Among the lines below, list those containing the string "synchronous".

Stored entries:
= = = = = = =

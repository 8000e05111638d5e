//! Blocking (synchronous) TPI receiver client
//!
//! This module provides a synchronous version of the receiver facade for
//! applications that don't use async I/O. It offers the same operations
//! as the async client; bootstrap reads are issued one after another.

use crate::client::{
    ELEVATION_MASK_RANGE, PDOP_MASK_RANGE, ReceiverOptions, ReferenceData, action_outcome,
    antenna_request, confirm_antenna, confirm_mask, ensure_showable, log_ready, mask_request,
    reference_value,
};
use crate::error::DecodeError;
use crate::protocol::{
    FromRecord,
    decode::{self, Record, check_body},
    decode_all, decode_first, decode_first_with,
    request::Request,
    response::{
        AntennaSetting, AntennaType, AntennaTypeCatalog, FirmwareVersion, FirmwareWarranty,
        GpsTimestamp, PositionFix, SerialNumber, UtcTime, VoltageReading, mask_from_record,
        temperature_from_record,
    },
    types::{ObjectKind, Verb},
};
use crate::{Result, capability::CapabilityTable};

/// Transport used by the blocking client
///
/// Implementations issue one HTTP GET for the absolute `uri` and return
/// the response body.
pub trait BlockingTransport {
    fn get(&self, uri: &str) -> Result<String>;
}

/// [`BlockingTransport`] over a `ureq` agent
#[cfg(feature = "blocking")]
#[derive(Debug, Clone)]
pub struct UreqTransport {
    agent: ureq::Agent,
    authorization: Option<String>,
}

#[cfg(feature = "blocking")]
impl UreqTransport {
    /// Builds the transport; no request is issued
    pub fn new(options: &ReceiverOptions) -> Self {
        UreqTransport {
            agent: ureq::Agent::new_with_defaults(),
            authorization: options.authorization(),
        }
    }
}

#[cfg(feature = "blocking")]
impl BlockingTransport for UreqTransport {
    fn get(&self, uri: &str) -> Result<String> {
        let mut request = self.agent.get(uri);
        if let Some(auth) = &self.authorization {
            request = request.header("Authorization", auth);
        }
        let mut response = request
            .call()
            .map_err(crate::error::TpiError::transport)?;
        response
            .body_mut()
            .read_to_string()
            .map_err(crate::error::TpiError::transport)
    }
}

/// Blocking receiver facade
///
/// Same contract as [`crate::client::TpiReceiver`]: only constructed once
/// bootstrap has completed, and every operation checks the command table
/// before issuing a request.
///
/// # Type Parameters
/// * `Transport` - The blocking HTTP transport, e.g. `UreqTransport`
#[derive(Debug)]
pub struct TpiReceiver<Transport> {
    transport: Transport,
    address: String,
    base_uri: String,
    capabilities: CapabilityTable,
    reference: ReferenceData,
}

impl<Transport> TpiReceiver<Transport>
where
    Transport: BlockingTransport,
{
    /// Opens a receiver over the given transport
    ///
    /// # Arguments
    /// * `options` - Receiver address and scheme
    /// * `transport` - Transport that performs the GETs
    ///
    /// # Returns
    /// * `Ok(receiver)` - Command table loaded; reference reads that
    ///   failed are logged and left empty
    /// * `Err(_)` - Invalid address, or the command table could not be read
    pub fn open(options: &ReceiverOptions, transport: Transport) -> Result<Self> {
        let base_uri = options.base_uri()?;
        let mut receiver = TpiReceiver {
            transport,
            address: options.address().to_string(),
            base_uri,
            capabilities: CapabilityTable::bootstrap(),
            reference: ReferenceData::default(),
        };

        let body = receiver.send(&Request::show(ObjectKind::Commands))?;
        receiver.capabilities =
            CapabilityTable::from_commands(&decode::decode(ObjectKind::Commands, &body)?);

        receiver.reference = ReferenceData {
            serial_number: receiver.fetch_reference::<SerialNumber>(),
            firmware_version: receiver.fetch_reference::<FirmwareVersion>(),
            firmware_warranty: receiver.fetch_reference::<FirmwareWarranty>(),
            antenna_types: receiver.fetch_catalog(),
        };

        log_ready(&receiver.address, &receiver.capabilities, &receiver.reference);
        Ok(receiver)
    }

    fn send(&self, request: &Request) -> Result<String> {
        self.capabilities.ensure(request.verb(), request.object())?;
        let uri = request.uri(&self.base_uri);
        log::debug!("GET {}", uri);
        self.transport.get(&uri)
    }

    fn show<T: FromRecord>(&self) -> Result<T> {
        let body = self.send(&Request::show(T::OBJECT))?;
        decode_first(&body)
    }

    fn show_with<T>(
        &self,
        object: ObjectKind,
        convert: fn(&Record) -> core::result::Result<T, DecodeError>,
    ) -> Result<T> {
        let body = self.send(&Request::show(object))?;
        decode_first_with(object, &body, convert)
    }

    fn fetch_reference<T: FromRecord>(&self) -> Option<T> {
        if !self.capabilities.is_supported(Verb::Show, T::OBJECT) {
            return None;
        }
        reference_value(T::OBJECT, self.show())
    }

    fn fetch_catalog(&self) -> AntennaTypeCatalog {
        if !self
            .capabilities
            .is_supported(Verb::Show, ObjectKind::AntennaTypes)
        {
            return AntennaTypeCatalog::default();
        }
        let types = self
            .send(&Request::show(ObjectKind::AntennaTypes))
            .and_then(|body| decode_all::<AntennaType>(&body));
        reference_value(ObjectKind::AntennaTypes, types)
            .map(AntennaTypeCatalog::new)
            .unwrap_or_default()
    }

    /// Issues any command and decodes the response with the object's pattern
    pub fn execute(&self, request: &Request) -> Result<Vec<Record>> {
        let body = self.send(request)?;
        decode::decode(request.object(), &body)
    }

    /// Returns the raw body of `show {object}`
    pub fn show_raw(&self, object: ObjectKind) -> Result<String> {
        ensure_showable(object)?;
        let body = self.send(&Request::show(object))?;
        check_body(&body)?;
        Ok(body)
    }

    pub fn address(&self) -> &str {
        &self.address
    }

    pub fn capabilities(&self) -> &CapabilityTable {
        &self.capabilities
    }

    pub fn reference(&self) -> &ReferenceData {
        &self.reference
    }

    pub fn serial_number(&self) -> Option<&str> {
        self.reference
            .serial_number
            .as_ref()
            .map(|s| s.serial.as_str())
    }

    pub fn receiver_type(&self) -> Option<&str> {
        self.reference
            .serial_number
            .as_ref()
            .and_then(|s| s.receiver_type.as_deref())
    }

    pub fn firmware_version(&self) -> Option<&FirmwareVersion> {
        self.reference.firmware_version.as_ref()
    }

    pub fn firmware_warranty_date(&self) -> Option<chrono::NaiveDate> {
        self.reference.firmware_warranty.map(|w| w.0)
    }

    pub fn antenna_types(&self) -> &AntennaTypeCatalog {
        &self.reference.antenna_types
    }

    pub fn utc_time(&self) -> Result<chrono::DateTime<chrono::Utc>> {
        self.show::<UtcTime>().map(|t| t.0)
    }

    pub fn gps_time(&self) -> Result<GpsTimestamp> {
        self.show()
    }

    pub fn position(&self) -> Result<PositionFix> {
        self.show()
    }

    pub fn voltages(&self) -> Result<Vec<VoltageReading>> {
        let body = self.send(&Request::show(ObjectKind::Voltages))?;
        decode_all(&body)
    }

    pub fn temperature(&self) -> Result<f64> {
        self.show_with(ObjectKind::Temperature, temperature_from_record)
    }

    pub fn elevation_mask(&self) -> Result<i32> {
        self.show_with(ObjectKind::ElevationMask, mask_from_record)
    }

    /// Sets the elevation mask, -10 to 90 degrees
    pub fn set_elevation_mask(&self, mask: i32) -> Result<()> {
        self.set_mask(ObjectKind::ElevationMask, ELEVATION_MASK_RANGE, mask)
    }

    pub fn pdop_mask(&self) -> Result<i32> {
        self.show_with(ObjectKind::PdopMask, mask_from_record)
    }

    /// Sets the PDOP mask, 0 to 99
    pub fn set_pdop_mask(&self, mask: i32) -> Result<()> {
        self.set_mask(ObjectKind::PdopMask, PDOP_MASK_RANGE, mask)
    }

    fn set_mask(
        &self,
        object: ObjectKind,
        range: core::ops::RangeInclusive<i32>,
        mask: i32,
    ) -> Result<()> {
        self.capabilities.ensure(Verb::Set, object)?;
        let request = mask_request(object, range, mask)?;
        let body = self.send(&request)?;
        confirm_mask(object, &body, mask)
    }

    pub fn antenna(&self) -> Result<AntennaSetting> {
        self.show()
    }

    /// Configures the antenna and returns the receiver's echo
    pub fn set_antenna(&self, setting: &AntennaSetting) -> Result<AntennaSetting> {
        self.capabilities.ensure(Verb::Set, ObjectKind::Antenna)?;
        let request = antenna_request(&self.reference.antenna_types, setting)?;
        let body = self.send(&request)?;
        confirm_antenna(&body)
    }

    /// Reboots the receiver; see [`crate::client::TpiReceiver::restart_receiver`]
    pub fn restart_receiver(&self) -> Result<bool> {
        self.reset(ObjectKind::System)
    }

    pub fn reset_gnss_data(&self) -> Result<bool> {
        self.reset(ObjectKind::GnssData)
    }

    fn reset(&self, object: ObjectKind) -> Result<bool> {
        let request = Request::new(Verb::Reset, object);
        let body = self.send(&request)?;
        Ok(action_outcome(&request, &body))
    }

    /// Releases the transport
    pub fn close(self) -> Transport {
        log::debug!("closing receiver {}", self.address);
        self.transport
    }
}

#[cfg(feature = "blocking")]
impl TpiReceiver<UreqTransport> {
    /// Connects to a receiver over HTTP(S)
    ///
    /// # Example
    /// ```no_run
    /// # use tpi_client::client::{ReceiverOptions, blocking::TpiReceiver};
    /// let receiver = TpiReceiver::connect(&ReceiverOptions::new("192.168.1.10")).unwrap();
    /// println!("{:?}", receiver.position());
    /// ```
    pub fn connect(options: &ReceiverOptions) -> Result<Self> {
        options.base_uri()?;
        let transport = UreqTransport::new(options);
        TpiReceiver::open(options, transport)
    }
}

= = = = = = =

EXERCISE ANSWER:
//! Blocking (synchronous) TPI receiver client
//! This module provides a synchronous version of the receiver facade for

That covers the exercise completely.